The 5,000 yen coin is a denomination of the Japanese yen used only for commemoratives struck by the Japan Mint. These are made only for collectors who purchase them directly from the mint at a premium. 5000 yen commemorative coins have historically been struck in a silver alloy since 1990. This practice changed in 2021 when gold was used for the first time for a coin celebrating 150 years of Japan's modern currency system. Measurements for the coins in terms of width and weight have remained the same except for the gold issue when these were lowered. Earlier coins were also once struck in the millions before the alloy change took place.

==History==
The first 5000 yen coins were struck in 1990 (year 2 of Heisei) in a sterling silver alloy to commemorate three occasions. For the Osaka Garden Exposition, coins were minted that feature a right facing bust of the goddess Flora with flowers in her hair on the obverse. The reverse of the coin meanwhile features the official logo used for the event which was in the form of a flower. Two centennials are celebrated on the other issues which include Japan's Judiciary System and National Diet. The latter of these coins features the diet building on the obverse and "100 years since establishment of congress" on the reverse. Mintage figures for these first issues are 10,000,000 coins struck for Osaka, and 5,000,000 each for the two centennials respectfully.

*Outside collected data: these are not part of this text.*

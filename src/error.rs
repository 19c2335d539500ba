use std::path::PathBuf;
use thiserror::Error;

#[derive(Error, Debug)]
pub enum UpdateError {
    #[error("no markets info is returned from Binance DEX: {count}")]
    InsufficientMarkets { count: usize },

    #[error("no tokens info is returned from Binance DEX: {count}")]
    InsufficientTokens { count: usize },

    #[error("fetch from {source_name} failed: {message}")]
    Fetch {
        source_name: &'static str,
        message: String,
    },

    #[error("I/O error at {}: {source}", .path.display())]
    Io {
        path: PathBuf,
        #[source]
        source: std::io::Error,
    },

    #[error("JSON error at {}: {source}", .path.display())]
    Json {
        path: PathBuf,
        #[source]
        source: serde_json::Error,
    },

    #[error("configuration error: {0}")]
    Config(String),
}

impl UpdateError {
    pub fn fetch(source_name: &'static str, message: impl Into<String>) -> Self {
        UpdateError::Fetch {
            source_name,
            message: message.into(),
        }
    }

    pub fn io(path: impl Into<PathBuf>, source: std::io::Error) -> Self {
        UpdateError::Io {
            path: path.into(),
            source,
        }
    }

    pub fn json(path: impl Into<PathBuf>, source: serde_json::Error) -> Self {
        UpdateError::Json {
            path: path.into(),
            source,
        }
    }

    /// Precondition failures abort the run before anything is aggregated
    pub fn is_precondition(&self) -> bool {
        matches!(
            self,
            UpdateError::InsufficientMarkets { .. } | UpdateError::InsufficientTokens { .. }
        )
    }
}

pub type Result<T> = std::result::Result<T, UpdateError>;

#[cfg(test)]
mod tests {
    use super::*;

    #[test]
    fn precondition_messages_carry_count() {
        let err = UpdateError::InsufficientMarkets { count: 3 };
        assert_eq!(err.to_string(), "no markets info is returned from Binance DEX: 3");
        assert!(err.is_precondition());

        let err = UpdateError::InsufficientTokens { count: 0 };
        assert_eq!(err.to_string(), "no tokens info is returned from Binance DEX: 0");
    }

    #[test]
    fn fetch_error_names_source() {
        let err = UpdateError::fetch("dex markets", "status 503");
        assert_eq!(err.to_string(), "fetch from dex markets failed: status 503");
        assert!(!err.is_precondition());
    }
}
//! Binance DEX REST client
//!
//! Endpoints: `/api/v1/markets` and `/api/v1/tokens`

use async_trait::async_trait;
use reqwest::Client;
use tracing::info;

use super::{build_http_client, get_json, MarketSource};
use crate::error::Result;
use crate::types::{RawAsset, RawMarketPair};

pub struct DexClient {
    client: Client,
    base_url: String,
}

impl DexClient {
    pub fn new(base_url: &str, timeout_secs: u64) -> Result<Self> {
        Ok(Self {
            client: build_http_client(timeout_secs)?,
            base_url: base_url.trim_end_matches('/').to_string(),
        })
    }

    fn markets_url(&self, limit: usize) -> String {
        format!("{}/api/v1/markets?limit={}", self.base_url, limit.max(1))
    }

    fn tokens_url(&self, limit: usize) -> String {
        format!("{}/api/v1/tokens?limit={}", self.base_url, limit.max(1))
    }
}

#[async_trait]
impl MarketSource for DexClient {
    async fn fetch_market_pairs(&self, limit: usize) -> Result<Vec<RawMarketPair>> {
        let pairs: Vec<RawMarketPair> =
            get_json(&self.client, &self.markets_url(limit), "dex markets").await?;

        info!(count = pairs.len(), "Fetched market pairs");
        Ok(pairs)
    }

    async fn fetch_tokens(&self, limit: usize) -> Result<Vec<RawAsset>> {
        let tokens: Vec<RawAsset> =
            get_json(&self.client, &self.tokens_url(limit), "dex tokens").await?;

        info!(count = tokens.len(), "Fetched tokens");
        Ok(tokens)
    }
}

Only one commemorative coin was struck in 1993 which celebrates the wedding of then Crown Prince of Japan Naruhito to then princess Masako. These were the first 5,000 yen coins to be struck in both regular (uncirculated) and proof format, and were issued in box sets along with 500 and 50,000 yen wedding commemoratives. The design chosen for the 5000 yen coin depicts a pair of cranes in flight on the obverse, while the reverse has the Imperial Crest. These coins are unique to other 5000 yen silver coins that have been struck up to the present as a pure silver alloy was used for this occasion.

5000 yen commemorative coins were minted again in sterling silver to celebrate the 1998 Winter Olympics, which were held in the Japanese city of Nagano. The actual production of the coins however, took place in 1997 (9th year of Heisei) and lasted into 1998 (Heisei 10). They were then released in sets of three different series alongside 500 and 10,000 yen Nagano commemoratives. A limit of 5,000,000 coins each (133,000 for proofs) was set for the 5000 yen denomination. Three different Olympic themes were used on the obverse sides of the coins as a design feature: Hockey (series 1), Biathlon (series 2), and Paralympic Skier (series 3). For the reverse a Serow is featured along with the value and date.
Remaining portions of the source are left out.